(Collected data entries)
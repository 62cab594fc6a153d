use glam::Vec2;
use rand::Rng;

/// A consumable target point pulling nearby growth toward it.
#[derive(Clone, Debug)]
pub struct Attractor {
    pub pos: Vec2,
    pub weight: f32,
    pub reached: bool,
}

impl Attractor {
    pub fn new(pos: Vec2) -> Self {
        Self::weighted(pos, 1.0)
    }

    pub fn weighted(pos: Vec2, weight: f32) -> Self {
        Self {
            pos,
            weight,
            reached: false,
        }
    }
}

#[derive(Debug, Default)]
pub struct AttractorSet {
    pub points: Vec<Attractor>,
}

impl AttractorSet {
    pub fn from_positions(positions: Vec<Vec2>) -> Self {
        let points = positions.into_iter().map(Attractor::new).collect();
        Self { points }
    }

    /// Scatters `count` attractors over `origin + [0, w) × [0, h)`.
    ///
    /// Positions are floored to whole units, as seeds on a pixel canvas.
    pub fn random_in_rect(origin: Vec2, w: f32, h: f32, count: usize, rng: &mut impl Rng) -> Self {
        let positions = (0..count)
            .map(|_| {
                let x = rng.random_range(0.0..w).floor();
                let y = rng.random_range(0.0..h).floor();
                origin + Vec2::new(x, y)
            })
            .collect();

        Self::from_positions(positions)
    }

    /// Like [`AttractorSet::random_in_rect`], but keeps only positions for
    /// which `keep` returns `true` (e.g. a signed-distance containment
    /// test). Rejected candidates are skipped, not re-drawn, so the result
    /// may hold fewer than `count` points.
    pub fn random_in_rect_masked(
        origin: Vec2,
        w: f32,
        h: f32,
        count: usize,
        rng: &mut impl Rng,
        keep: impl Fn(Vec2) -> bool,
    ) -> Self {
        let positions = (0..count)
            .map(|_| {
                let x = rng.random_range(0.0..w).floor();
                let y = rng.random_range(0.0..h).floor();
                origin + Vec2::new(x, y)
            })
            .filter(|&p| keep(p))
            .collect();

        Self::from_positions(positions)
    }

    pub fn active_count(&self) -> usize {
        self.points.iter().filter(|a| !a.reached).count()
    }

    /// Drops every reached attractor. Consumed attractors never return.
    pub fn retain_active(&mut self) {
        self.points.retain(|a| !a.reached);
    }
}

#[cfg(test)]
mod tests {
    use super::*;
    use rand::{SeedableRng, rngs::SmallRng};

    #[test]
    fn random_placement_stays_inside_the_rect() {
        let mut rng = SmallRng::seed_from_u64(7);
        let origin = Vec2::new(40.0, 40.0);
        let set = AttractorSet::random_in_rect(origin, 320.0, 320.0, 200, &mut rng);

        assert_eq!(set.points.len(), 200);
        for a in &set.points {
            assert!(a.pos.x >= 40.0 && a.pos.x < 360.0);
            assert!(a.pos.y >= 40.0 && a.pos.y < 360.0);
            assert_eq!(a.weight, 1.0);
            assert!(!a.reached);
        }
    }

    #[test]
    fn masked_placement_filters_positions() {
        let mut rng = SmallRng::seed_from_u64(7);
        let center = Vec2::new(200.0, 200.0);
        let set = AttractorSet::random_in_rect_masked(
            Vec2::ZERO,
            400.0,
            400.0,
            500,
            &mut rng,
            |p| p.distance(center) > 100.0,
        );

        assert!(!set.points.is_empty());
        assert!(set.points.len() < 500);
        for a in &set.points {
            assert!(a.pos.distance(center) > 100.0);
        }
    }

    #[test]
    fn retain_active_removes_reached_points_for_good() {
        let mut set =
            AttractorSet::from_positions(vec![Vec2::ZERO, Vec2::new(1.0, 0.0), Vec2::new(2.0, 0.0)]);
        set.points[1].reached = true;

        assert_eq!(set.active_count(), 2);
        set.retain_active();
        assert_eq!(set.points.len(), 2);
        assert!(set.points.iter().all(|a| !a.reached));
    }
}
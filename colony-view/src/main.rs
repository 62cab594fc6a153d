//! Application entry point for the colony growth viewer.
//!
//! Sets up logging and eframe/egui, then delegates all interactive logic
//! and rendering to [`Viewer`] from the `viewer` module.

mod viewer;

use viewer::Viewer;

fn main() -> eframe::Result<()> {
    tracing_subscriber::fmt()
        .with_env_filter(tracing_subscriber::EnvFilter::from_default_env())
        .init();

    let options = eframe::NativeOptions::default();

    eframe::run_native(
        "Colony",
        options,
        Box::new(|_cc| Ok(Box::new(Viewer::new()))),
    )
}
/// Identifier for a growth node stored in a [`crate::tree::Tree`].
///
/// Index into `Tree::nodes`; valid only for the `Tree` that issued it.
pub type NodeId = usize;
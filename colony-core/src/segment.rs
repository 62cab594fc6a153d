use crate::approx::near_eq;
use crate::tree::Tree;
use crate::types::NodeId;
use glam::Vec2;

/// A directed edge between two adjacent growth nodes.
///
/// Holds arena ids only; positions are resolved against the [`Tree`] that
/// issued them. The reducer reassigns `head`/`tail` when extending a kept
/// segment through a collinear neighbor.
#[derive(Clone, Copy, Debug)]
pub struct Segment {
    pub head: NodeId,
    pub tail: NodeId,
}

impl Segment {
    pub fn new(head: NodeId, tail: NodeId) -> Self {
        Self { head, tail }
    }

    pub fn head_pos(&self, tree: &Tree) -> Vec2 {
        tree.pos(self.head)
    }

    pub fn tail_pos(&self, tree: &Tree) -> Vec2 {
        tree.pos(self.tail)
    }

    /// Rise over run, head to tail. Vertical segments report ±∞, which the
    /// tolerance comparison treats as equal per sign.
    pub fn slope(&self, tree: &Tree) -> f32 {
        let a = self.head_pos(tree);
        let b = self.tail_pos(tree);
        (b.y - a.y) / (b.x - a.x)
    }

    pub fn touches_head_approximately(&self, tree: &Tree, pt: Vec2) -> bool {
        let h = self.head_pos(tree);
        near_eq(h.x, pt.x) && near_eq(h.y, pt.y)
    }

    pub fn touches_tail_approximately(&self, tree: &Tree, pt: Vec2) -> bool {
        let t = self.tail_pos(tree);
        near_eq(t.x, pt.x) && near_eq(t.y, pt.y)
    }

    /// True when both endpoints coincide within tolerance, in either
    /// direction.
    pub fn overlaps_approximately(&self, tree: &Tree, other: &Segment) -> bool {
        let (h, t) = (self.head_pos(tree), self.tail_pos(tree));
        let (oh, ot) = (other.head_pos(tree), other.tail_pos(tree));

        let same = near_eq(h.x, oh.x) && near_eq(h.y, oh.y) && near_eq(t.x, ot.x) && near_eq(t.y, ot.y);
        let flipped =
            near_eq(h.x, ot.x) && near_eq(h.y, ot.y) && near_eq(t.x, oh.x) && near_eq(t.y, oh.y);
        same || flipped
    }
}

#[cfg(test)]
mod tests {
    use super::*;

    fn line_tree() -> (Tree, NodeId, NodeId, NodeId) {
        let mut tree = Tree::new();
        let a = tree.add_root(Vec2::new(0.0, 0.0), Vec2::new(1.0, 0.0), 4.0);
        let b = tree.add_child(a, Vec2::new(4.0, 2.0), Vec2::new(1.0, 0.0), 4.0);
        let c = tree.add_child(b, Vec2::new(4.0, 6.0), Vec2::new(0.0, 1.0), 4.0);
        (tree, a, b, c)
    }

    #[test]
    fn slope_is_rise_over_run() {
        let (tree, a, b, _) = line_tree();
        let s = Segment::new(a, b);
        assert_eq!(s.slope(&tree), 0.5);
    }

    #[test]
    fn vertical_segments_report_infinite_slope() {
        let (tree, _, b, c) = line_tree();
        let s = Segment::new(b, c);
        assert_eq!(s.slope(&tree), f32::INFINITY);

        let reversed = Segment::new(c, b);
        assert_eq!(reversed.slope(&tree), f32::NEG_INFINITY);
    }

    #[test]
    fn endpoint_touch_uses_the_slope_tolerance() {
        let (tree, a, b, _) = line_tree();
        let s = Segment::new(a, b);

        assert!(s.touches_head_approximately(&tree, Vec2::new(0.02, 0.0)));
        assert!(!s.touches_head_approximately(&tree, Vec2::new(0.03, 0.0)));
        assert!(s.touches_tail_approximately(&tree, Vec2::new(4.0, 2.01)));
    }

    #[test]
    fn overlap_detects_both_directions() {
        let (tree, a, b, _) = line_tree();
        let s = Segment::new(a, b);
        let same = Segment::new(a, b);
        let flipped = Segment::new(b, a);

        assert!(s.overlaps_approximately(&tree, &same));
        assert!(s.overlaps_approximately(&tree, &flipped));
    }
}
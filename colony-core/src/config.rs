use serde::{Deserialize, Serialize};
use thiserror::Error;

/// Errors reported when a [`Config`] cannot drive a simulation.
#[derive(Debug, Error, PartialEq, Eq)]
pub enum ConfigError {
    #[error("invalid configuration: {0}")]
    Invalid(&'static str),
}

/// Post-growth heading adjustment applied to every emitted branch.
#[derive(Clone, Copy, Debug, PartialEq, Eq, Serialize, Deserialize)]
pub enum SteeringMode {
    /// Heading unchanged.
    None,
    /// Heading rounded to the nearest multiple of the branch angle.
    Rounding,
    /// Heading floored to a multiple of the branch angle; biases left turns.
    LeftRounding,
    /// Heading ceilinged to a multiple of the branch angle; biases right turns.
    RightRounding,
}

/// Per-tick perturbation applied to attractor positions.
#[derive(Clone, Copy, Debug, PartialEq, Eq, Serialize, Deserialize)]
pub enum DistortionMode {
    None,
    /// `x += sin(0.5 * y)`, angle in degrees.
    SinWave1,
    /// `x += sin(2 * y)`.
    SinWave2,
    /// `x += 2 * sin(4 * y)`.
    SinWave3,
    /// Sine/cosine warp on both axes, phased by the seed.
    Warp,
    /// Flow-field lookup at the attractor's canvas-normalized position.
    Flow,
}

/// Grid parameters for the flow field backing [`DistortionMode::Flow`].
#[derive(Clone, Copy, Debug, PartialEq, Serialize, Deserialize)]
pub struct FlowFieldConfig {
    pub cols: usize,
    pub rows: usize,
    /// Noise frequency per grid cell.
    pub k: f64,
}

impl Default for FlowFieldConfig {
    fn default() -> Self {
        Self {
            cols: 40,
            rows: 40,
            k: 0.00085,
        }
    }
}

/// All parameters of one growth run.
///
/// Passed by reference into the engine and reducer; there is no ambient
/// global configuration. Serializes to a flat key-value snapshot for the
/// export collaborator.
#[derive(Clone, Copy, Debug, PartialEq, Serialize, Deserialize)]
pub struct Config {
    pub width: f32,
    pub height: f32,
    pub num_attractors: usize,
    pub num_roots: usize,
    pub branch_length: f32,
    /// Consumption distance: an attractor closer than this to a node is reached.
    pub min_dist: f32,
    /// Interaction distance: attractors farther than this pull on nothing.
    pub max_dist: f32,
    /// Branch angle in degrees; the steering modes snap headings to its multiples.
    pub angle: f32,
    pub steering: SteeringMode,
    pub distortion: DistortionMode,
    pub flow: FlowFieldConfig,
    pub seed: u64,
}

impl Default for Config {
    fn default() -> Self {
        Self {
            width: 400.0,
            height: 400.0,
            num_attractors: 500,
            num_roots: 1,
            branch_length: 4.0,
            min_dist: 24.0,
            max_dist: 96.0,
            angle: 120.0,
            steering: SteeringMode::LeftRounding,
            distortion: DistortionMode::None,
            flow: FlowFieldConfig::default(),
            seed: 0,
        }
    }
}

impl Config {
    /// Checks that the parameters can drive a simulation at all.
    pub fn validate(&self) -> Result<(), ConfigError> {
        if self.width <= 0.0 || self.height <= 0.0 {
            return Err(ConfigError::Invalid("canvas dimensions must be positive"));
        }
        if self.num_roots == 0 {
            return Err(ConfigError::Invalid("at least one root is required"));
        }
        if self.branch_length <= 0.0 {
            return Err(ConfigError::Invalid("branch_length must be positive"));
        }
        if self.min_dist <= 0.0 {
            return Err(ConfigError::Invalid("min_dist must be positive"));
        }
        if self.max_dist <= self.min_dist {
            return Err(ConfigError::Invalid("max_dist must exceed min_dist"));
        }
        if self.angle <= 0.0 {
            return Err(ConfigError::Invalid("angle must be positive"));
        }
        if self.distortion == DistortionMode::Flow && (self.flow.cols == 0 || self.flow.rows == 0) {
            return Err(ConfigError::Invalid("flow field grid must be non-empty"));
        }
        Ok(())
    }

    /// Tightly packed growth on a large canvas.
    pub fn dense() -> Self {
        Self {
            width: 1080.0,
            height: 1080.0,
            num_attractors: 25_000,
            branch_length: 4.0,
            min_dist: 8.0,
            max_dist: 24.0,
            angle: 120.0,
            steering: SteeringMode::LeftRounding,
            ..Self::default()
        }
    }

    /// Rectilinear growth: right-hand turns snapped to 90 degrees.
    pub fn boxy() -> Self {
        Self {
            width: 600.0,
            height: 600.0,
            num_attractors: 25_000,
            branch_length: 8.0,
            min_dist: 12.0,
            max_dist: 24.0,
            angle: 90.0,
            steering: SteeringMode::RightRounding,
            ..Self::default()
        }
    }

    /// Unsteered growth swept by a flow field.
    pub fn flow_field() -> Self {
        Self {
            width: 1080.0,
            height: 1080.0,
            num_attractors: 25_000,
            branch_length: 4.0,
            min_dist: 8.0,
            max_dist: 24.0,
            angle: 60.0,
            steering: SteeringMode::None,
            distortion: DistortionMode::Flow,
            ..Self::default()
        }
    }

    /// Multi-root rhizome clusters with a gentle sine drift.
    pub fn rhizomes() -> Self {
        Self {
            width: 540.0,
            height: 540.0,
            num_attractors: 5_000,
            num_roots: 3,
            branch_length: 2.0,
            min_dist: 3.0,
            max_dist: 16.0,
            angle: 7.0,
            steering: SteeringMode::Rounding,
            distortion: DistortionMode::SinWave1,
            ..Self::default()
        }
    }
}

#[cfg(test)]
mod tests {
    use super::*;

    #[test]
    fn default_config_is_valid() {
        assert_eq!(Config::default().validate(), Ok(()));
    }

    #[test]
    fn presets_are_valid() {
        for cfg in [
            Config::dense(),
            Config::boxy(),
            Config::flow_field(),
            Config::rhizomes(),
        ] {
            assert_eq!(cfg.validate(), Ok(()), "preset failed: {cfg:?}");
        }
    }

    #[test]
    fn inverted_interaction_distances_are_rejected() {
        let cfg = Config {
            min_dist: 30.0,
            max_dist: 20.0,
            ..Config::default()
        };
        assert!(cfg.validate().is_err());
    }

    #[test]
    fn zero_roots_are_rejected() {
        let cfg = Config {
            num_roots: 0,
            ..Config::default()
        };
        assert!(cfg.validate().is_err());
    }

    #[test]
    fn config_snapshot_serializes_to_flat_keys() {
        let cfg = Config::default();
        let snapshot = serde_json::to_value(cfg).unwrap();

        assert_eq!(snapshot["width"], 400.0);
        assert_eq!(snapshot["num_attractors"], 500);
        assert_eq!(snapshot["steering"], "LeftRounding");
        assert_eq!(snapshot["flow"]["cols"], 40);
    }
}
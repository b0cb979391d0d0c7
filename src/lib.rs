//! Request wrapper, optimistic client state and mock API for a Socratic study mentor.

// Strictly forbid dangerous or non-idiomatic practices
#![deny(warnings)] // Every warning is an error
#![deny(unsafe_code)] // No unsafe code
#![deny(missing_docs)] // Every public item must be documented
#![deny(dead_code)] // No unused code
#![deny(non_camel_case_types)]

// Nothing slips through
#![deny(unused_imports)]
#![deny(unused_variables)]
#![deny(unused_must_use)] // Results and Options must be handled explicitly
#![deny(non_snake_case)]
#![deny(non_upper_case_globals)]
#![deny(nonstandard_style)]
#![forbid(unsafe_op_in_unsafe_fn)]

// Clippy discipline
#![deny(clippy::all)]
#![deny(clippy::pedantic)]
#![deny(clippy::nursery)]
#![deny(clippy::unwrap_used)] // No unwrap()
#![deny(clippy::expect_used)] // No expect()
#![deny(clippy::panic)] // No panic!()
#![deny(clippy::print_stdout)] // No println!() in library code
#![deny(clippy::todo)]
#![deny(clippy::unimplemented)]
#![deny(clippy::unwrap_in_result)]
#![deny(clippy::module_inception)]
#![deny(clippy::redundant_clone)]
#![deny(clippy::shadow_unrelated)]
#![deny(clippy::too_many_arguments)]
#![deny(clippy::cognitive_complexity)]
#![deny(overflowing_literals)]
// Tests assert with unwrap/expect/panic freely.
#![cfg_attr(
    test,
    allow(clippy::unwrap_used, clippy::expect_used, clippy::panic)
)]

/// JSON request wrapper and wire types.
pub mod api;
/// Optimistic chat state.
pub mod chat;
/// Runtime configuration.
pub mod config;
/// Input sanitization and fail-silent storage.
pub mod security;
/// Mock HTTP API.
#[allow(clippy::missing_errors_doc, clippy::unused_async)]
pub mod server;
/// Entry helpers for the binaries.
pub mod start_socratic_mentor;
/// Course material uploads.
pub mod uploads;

• [GOAL OF THE EXERCISE] From the first line of the data above through the line containing "so the result", repeat each line exactly, and add nothing.

• [WRITTEN ANSWER]
repository 62cab594fc6a153d
use glam::Vec2;
use rand::Rng;

/// A consumable target point pulling nearby growth toward it.
#[derive(Clone, Debug)]
pub struct Attractor {
    pub pos: Vec2,
    pub weight: f32,
    pub reached: bool,
}

impl Attractor {
    pub fn new(pos: Vec2) -> Self {
        Self::weighted(pos, 1.0)
    }

    pub fn weighted(pos: Vec2, weight: f32) -> Self {
        Self {
            pos,
            weight,
            reached: false,
        }
    }
}

#[derive(Debug, Default)]
pub struct AttractorSet {
    pub points: Vec<Attractor>,
}

impl AttractorSet {
    pub fn from_positions(positions: Vec<Vec2>) -> Self {
        let points = positions.into_iter().map(Attractor::new).collect();
        Self { points }
    }

    /// Scatters `count` attractors over `origin + [0, w) × [0, h)`.
    ///
    /// Positions are floored to whole units, as seeds on a pixel canvas.
    pub fn random_in_rect(origin: Vec2, w: f32, h: f32, count: usize, rng: &mut impl Rng) -> Self {
        let positions = (0..count)
            .map(|_| {
                let x = rng.random_range(0.0..w).floor();
                let y = rng.random_range(0.0..h).floor();
                origin + Vec2::new(x, y)
            })
            .collect();

        Self::from_positions(positions)
    }

    /// Like [`AttractorSet::random_in_rect`], but keeps only positions for
    /// which `keep` returns `true` (e.g. a signed-distance containment
    /// test). Rejected candidates are skipped, not re-drawn, so the result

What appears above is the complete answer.